What you will do — The records that appear below are to be restated word for word.

-.-.-

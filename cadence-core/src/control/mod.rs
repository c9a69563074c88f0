//! Adaptive buffer-size controller.
//!
//! Runs on the control thread, paced by RTT samples rather than audio blocks.
//! At most once per `update_interval_ms` it turns the rolling mean RTT into a
//! fill target for the render engine:
//!
//! ```text
//! extra      = max(0, mean_rtt − target_buffer_ms)
//! padding    = padding_multiplier × target_buffer_ms
//! buffer_ms  = clamp(extra + padding, min_buffer_ms, max_buffer_ms)
//! blocks     = ceil(buffer_ms × sample_rate / block_len / 1000)
//! ```

pub mod rtt;

use std::time::{Duration, Instant};

use serde::{Deserialize, Serialize};
use tracing::{debug, info, warn};

use crate::engine::ConfigUpdate;
use crate::error::{CadenceError, Result};

pub use rtt::{PingTracker, RttEstimator};

/// Tuning for [`AdaptiveBufferController`].
#[derive(Debug, Clone, Copy, PartialEq, Serialize, Deserialize)]
#[serde(rename_all = "camelCase")]
#[serde(default)]
pub struct ControllerConfig {
    /// Baseline buffer (ms). Default: 120.
    pub target_buffer_ms: f64,
    /// Fixed slack as a multiple of the baseline. Default: 1.25.
    pub padding_multiplier: f64,
    /// Default: 60.
    pub min_buffer_ms: f64,
    /// Default: 800.
    pub max_buffer_ms: f64,
    /// Minimum spacing between retunes. Default: 5000.
    pub update_interval_ms: u64,
    /// RTT samples averaged. Default: 5.
    pub rtt_window: usize,
    /// Mean RTT above which a retune logs a warning. Default: 500.
    pub high_latency_warn_ms: f64,
}

impl Default for ControllerConfig {
    fn default() -> Self {
        Self {
            target_buffer_ms: 120.0,
            padding_multiplier: 1.25,
            min_buffer_ms: 60.0,
            max_buffer_ms: 800.0,
            update_interval_ms: 5_000,
            rtt_window: 5,
            high_latency_warn_ms: 500.0,
        }
    }
}

impl ControllerConfig {
    /// # Errors
    /// Returns `CadenceError::InvalidConfig` for non-finite or inverted bounds.
    pub fn validate(&self) -> Result<()> {
        let finite = [
            self.target_buffer_ms,
            self.padding_multiplier,
            self.min_buffer_ms,
            self.max_buffer_ms,
        ]
        .iter()
        .all(|v| v.is_finite() && *v >= 0.0);
        if !finite {
            return Err(CadenceError::InvalidConfig(
                "controller buffer bounds must be finite and non-negative".into(),
            ));
        }
        if self.min_buffer_ms > self.max_buffer_ms {
            return Err(CadenceError::InvalidConfig(format!(
                "minBufferMs ({}) exceeds maxBufferMs ({})",
                self.min_buffer_ms, self.max_buffer_ms
            )));
        }
        if self.rtt_window == 0 {
            return Err(CadenceError::InvalidConfig("rttWindow must be at least 1".into()));
        }
        Ok(())
    }

    /// Buffer length in ms for a given mean RTT.
    pub fn buffer_ms(&self, mean_rtt_ms: f64) -> f64 {
        let extra = (mean_rtt_ms - self.target_buffer_ms).max(0.0);
        let padding = self.padding_multiplier * self.target_buffer_ms;
        (extra + padding).clamp(self.min_buffer_ms, self.max_buffer_ms)
    }
}

/// Convert a buffer duration into whole device blocks, rounding up.
pub fn blocks_for_ms(buffer_ms: f64, sample_rate: u32, block_len: usize) -> usize {
    (buffer_ms * sample_rate as f64 / block_len.max(1) as f64 / 1000.0).ceil() as usize
}

/// Derives the render engine's fill target from network latency.
#[derive(Debug)]
pub struct AdaptiveBufferController {
    config: ControllerConfig,
    sample_rate: u32,
    block_len: usize,
    rtt: RttEstimator,
    last_update: Option<Instant>,
    target_blocks: Option<usize>,
}

impl AdaptiveBufferController {
    pub fn new(config: ControllerConfig, sample_rate: u32, block_len: usize) -> Self {
        Self {
            rtt: RttEstimator::new(config.rtt_window),
            config,
            sample_rate,
            block_len,
            last_update: None,
            target_blocks: None,
        }
    }

    pub fn mean_rtt_ms(&self) -> f64 {
        self.rtt.mean_ms()
    }

    /// Last target pushed, if any retune has happened.
    pub fn target_blocks(&self) -> Option<usize> {
        self.target_blocks
    }

    /// Record one RTT sample observed at `now`.
    ///
    /// Returns a configuration update when the retune interval has elapsed
    /// (the very first sample always retunes).
    pub fn record_rtt(&mut self, rtt_ms: f64, now: Instant) -> Option<ConfigUpdate> {
        if !rtt_ms.is_finite() || rtt_ms < 0.0 {
            debug!(rtt_ms, "ignoring invalid RTT sample");
            return None;
        }
        self.rtt.push(rtt_ms);

        let interval = Duration::from_millis(self.config.update_interval_ms);
        let due = self
            .last_update
            .map(|t| now.saturating_duration_since(t) > interval)
            .unwrap_or(true);
        if !due {
            return None;
        }
        self.last_update = Some(now);
        Some(self.retune())
    }

    fn retune(&mut self) -> ConfigUpdate {
        let mean_rtt_ms = self.rtt.mean_ms();
        let buffer_ms = self.config.buffer_ms(mean_rtt_ms);
        let blocks = blocks_for_ms(buffer_ms, self.sample_rate, self.block_len);
        self.target_blocks = Some(blocks);

        info!(
            buffer_ms = format_args!("{buffer_ms:.0}"),
            blocks,
            mean_rtt_ms = format_args!("{mean_rtt_ms:.0}"),
            "adjusted playback buffer"
        );
        if mean_rtt_ms > self.config.high_latency_warn_ms {
            warn!(
                mean_rtt_ms = format_args!("{mean_rtt_ms:.0}"),
                "high network latency"
            );
        }

        ConfigUpdate::target_blocks(blocks)
    }
}

/// One playback underrun as seen from the control side.
#[derive(Debug, Clone, Copy, PartialEq, Serialize, Deserialize)]
#[serde(rename_all = "camelCase")]
pub struct UnderrunRecord {
    pub time_since_stream_start_ms: u64,
    pub rtt_ms: f64,
}

/// Append-only diagnostic log of underruns.
#[derive(Debug, Default)]
pub struct UnderrunLog {
    records: Vec<UnderrunRecord>,
}

impl UnderrunLog {
    pub fn record(&mut self, since_start: Duration, rtt_ms: f64) -> UnderrunRecord {
        let record = UnderrunRecord {
            time_since_stream_start_ms: since_start.as_millis() as u64,
            rtt_ms,
        };
        self.records.push(record);
        warn!(
            rtt_ms = format_args!("{rtt_ms:.0}"),
            at_ms = record.time_since_stream_start_ms,
            "playback buffer underrun"
        );
        record
    }

    pub fn records(&self) -> &[UnderrunRecord] {
        &self.records
    }

    pub fn len(&self) -> usize {
        self.records.len()
    }

    pub fn is_empty(&self) -> bool {
        self.records.is_empty()
    }
}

-.-.-

Exercise result —
filename cadence-core/src/control/mod.rs
repository c9a69563074c88f0
//! Adaptive buffer-size controller.
//!
//! Runs on the control thread, paced by RTT samples rather than audio blocks.
//! At most once per `update_interval_ms` it turns the rolling mean RTT into a
//! fill target for the render engine:
//!
//! ```text
//! extra      = max(0, mean_rtt − target_buffer_ms)
//! padding    = padding_multiplier × target_buffer_ms
//! buffer_ms  = clamp(extra + padding, min_buffer_ms, max_buffer_ms)
//! blocks     = ceil(buffer_ms × sample_rate / block_len / 1000)
//! ```

pub mod rtt;

use std::time::{Duration, Instant};

use serde::{Deserialize, Serialize};
use tracing::{debug, info, warn};

use crate::engine::ConfigUpdate;
use crate::error::{CadenceError, Result};

pub use rtt::{PingTracker, RttEstimator};

/// Tuning for [`AdaptiveBufferController`].
#[derive(Debug, Clone, Copy, PartialEq, Serialize, Deserialize)]
#[serde(rename_all = "camelCase")]
#[serde(default)]
pub struct ControllerConfig {
    /// Baseline buffer (ms). Default: 120.
    pub target_buffer_ms: f64,
    /// Fixed slack as a multiple of the baseline. Default: 1.25.
    pub padding_multiplier: f64,
    /// Default: 60.
    pub min_buffer_ms: f64,
    /// Default: 800.
    pub max_buffer_ms: f64,
    /// Minimum spacing between retunes. Default: 5000.
    pub update_interval_ms: u64,
    /// RTT samples averaged. Default: 5.
    pub rtt_window: usize,
    /// Mean RTT above which a retune logs a warning. Default: 500.
    pub high_latency_warn_ms: f64,
}

impl Default for ControllerConfig {
    fn default() -> Self {
        Self {
            target_buffer_ms: 120.0,
            padding_multiplier: 1.25,
            min_buffer_ms: 60.0,
            max_buffer_ms: 800.0,
            update_interval_ms: 5_000,
            rtt_window: 5,
            high_latency_warn_ms: 500.0,
        }
    }
}

impl ControllerConfig {
    /// # Errors
    /// Returns `CadenceError::InvalidConfig` for non-finite or inverted bounds.
    pub fn validate(&self) -> Result<()> {
        let finite = [
            self.target_buffer_ms,
            self.padding_multiplier,
            self.min_buffer_ms,
            self.max_buffer_ms,
        ]
        .iter()
        .all(|v| v.is_finite() && *v >= 0.0);
        if !finite {
            return Err(CadenceError::InvalidConfig(
                "controller buffer bounds must be finite and non-negative".into(),
            ));
        }
        if self.min_buffer_ms > self.max_buffer_ms {
            return Err(CadenceError::InvalidConfig(format!(
                "minBufferMs ({}) exceeds maxBufferMs ({})",
                self.min_buffer_ms, self.max_buffer_ms
            )));
        }
        if self.rtt_window == 0 {
            return Err(CadenceError::InvalidConfig("rttWindow must be at least 1".into()));
        }
        Ok(())
    }

    /// Buffer length in ms for a given mean RTT.
    pub fn buffer_ms(&self, mean_rtt_ms: f64) -> f64 {
        let extra = (mean_rtt_ms - self.target_buffer_ms).max(0.0);
        let padding = self.padding_multiplier * self.target_buffer_ms;
        (extra + padding).clamp(self.min_buffer_ms, self.max_buffer_ms)
    }
}

/// Convert a buffer duration into whole device blocks, rounding up.
pub fn blocks_for_ms(buffer_ms: f64, sample_rate: u32, block_len: usize) -> usize {
    (buffer_ms * sample_rate as f64 / block_len.max(1) as f64 / 1000.0).ceil() as usize
}

/// Derives the render engine's fill target from network latency.
#[derive(Debug)]
pub struct AdaptiveBufferController {
    config: ControllerConfig,
    sample_rate: u32,
    block_len: usize,
    rtt: RttEstimator,
    last_update: Option<Instant>,
    target_blocks: Option<usize>,
}

impl AdaptiveBufferController {
    pub fn new(config: ControllerConfig, sample_rate: u32, block_len: usize) -> Self {
        Self {
            rtt: RttEstimator::new(config.rtt_window),
            config,
            sample_rate,
            block_len,
            last_update: None,
            target_blocks: None,
        }
    }

    pub fn mean_rtt_ms(&self) -> f64 {
        self.rtt.mean_ms()
    }

    /// Last target pushed, if any retune has happened.
    pub fn target_blocks(&self) -> Option<usize> {
        self.target_blocks
    }

    /// Record one RTT sample observed at `now`.
    ///
    /// Returns a configuration update when the retune interval has elapsed
    /// (the very first sample always retunes).
    pub fn record_rtt(&mut self, rtt_ms: f64, now: Instant) -> Option<ConfigUpdate> {
        if !rtt_ms.is_finite() || rtt_ms < 0.0 {
            debug!(rtt_ms, "ignoring invalid RTT sample");
            return None;
        }
        self.rtt.push(rtt_ms);

        let interval = Duration::from_millis(self.config.update_interval_ms);
        let due = self
            .last_update
            .map(|t| now.saturating_duration_since(t) > interval)
            .unwrap_or(true);
        if !due {
            return None;
        }
        self.last_update = Some(now);
        Some(self.retune())
    }

    fn retune(&mut self) -> ConfigUpdate {
        let mean_rtt_ms = self.rtt.mean_ms();
        let buffer_ms = self.config.buffer_ms(mean_rtt_ms);
        let blocks = blocks_for_ms(buffer_ms, self.sample_rate, self.block_len);
        self.target_blocks = Some(blocks);

        info!(
            buffer_ms = format_args!("{buffer_ms:.0}"),
            blocks,
            mean_rtt_ms = format_args!("{mean_rtt_ms:.0}"),
            "adjusted playback buffer"
        );
        if mean_rtt_ms > self.config.high_latency_warn_ms {
            warn!(
                mean_rtt_ms = format_args!("{mean_rtt_ms:.0}"),
                "high network latency"
            );
        }

        ConfigUpdate::target_blocks(blocks)
    }
}

/// One playback underrun as seen from the control side.
#[derive(Debug, Clone, Copy, PartialEq, Serialize, Deserialize)]
#[serde(rename_all = "camelCase")]
pub struct UnderrunRecord {
    pub time_since_stream_start_ms: u64,
    pub rtt_ms: f64,
}

/// Append-only diagnostic log of underruns.
#[derive(Debug, Default)]
pub struct UnderrunLog {
    records: Vec<UnderrunRecord>,
}

impl UnderrunLog {
    pub fn record(&mut self, since_start: Duration, rtt_ms: f64) -> UnderrunRecord {
        let record = UnderrunRecord {
            time_since_stream_start_ms: since_start.as_millis() as u64,
            rtt_ms,
        };
        self.records.push(record);
        warn!(
            rtt_ms = format_args!("{rtt_ms:.0}"),
            at_ms = record.time_since_stream_start_ms,
            "playback buffer underrun"
        );
        record
    }

    pub fn records(&self) -> &[UnderrunRecord] {
        &self.records
    }

    pub fn len(&self) -> usize {
        self.records.len()
    }

    pub fn is_empty(&self) -> bool {
        self.records.is_empty()
    }
}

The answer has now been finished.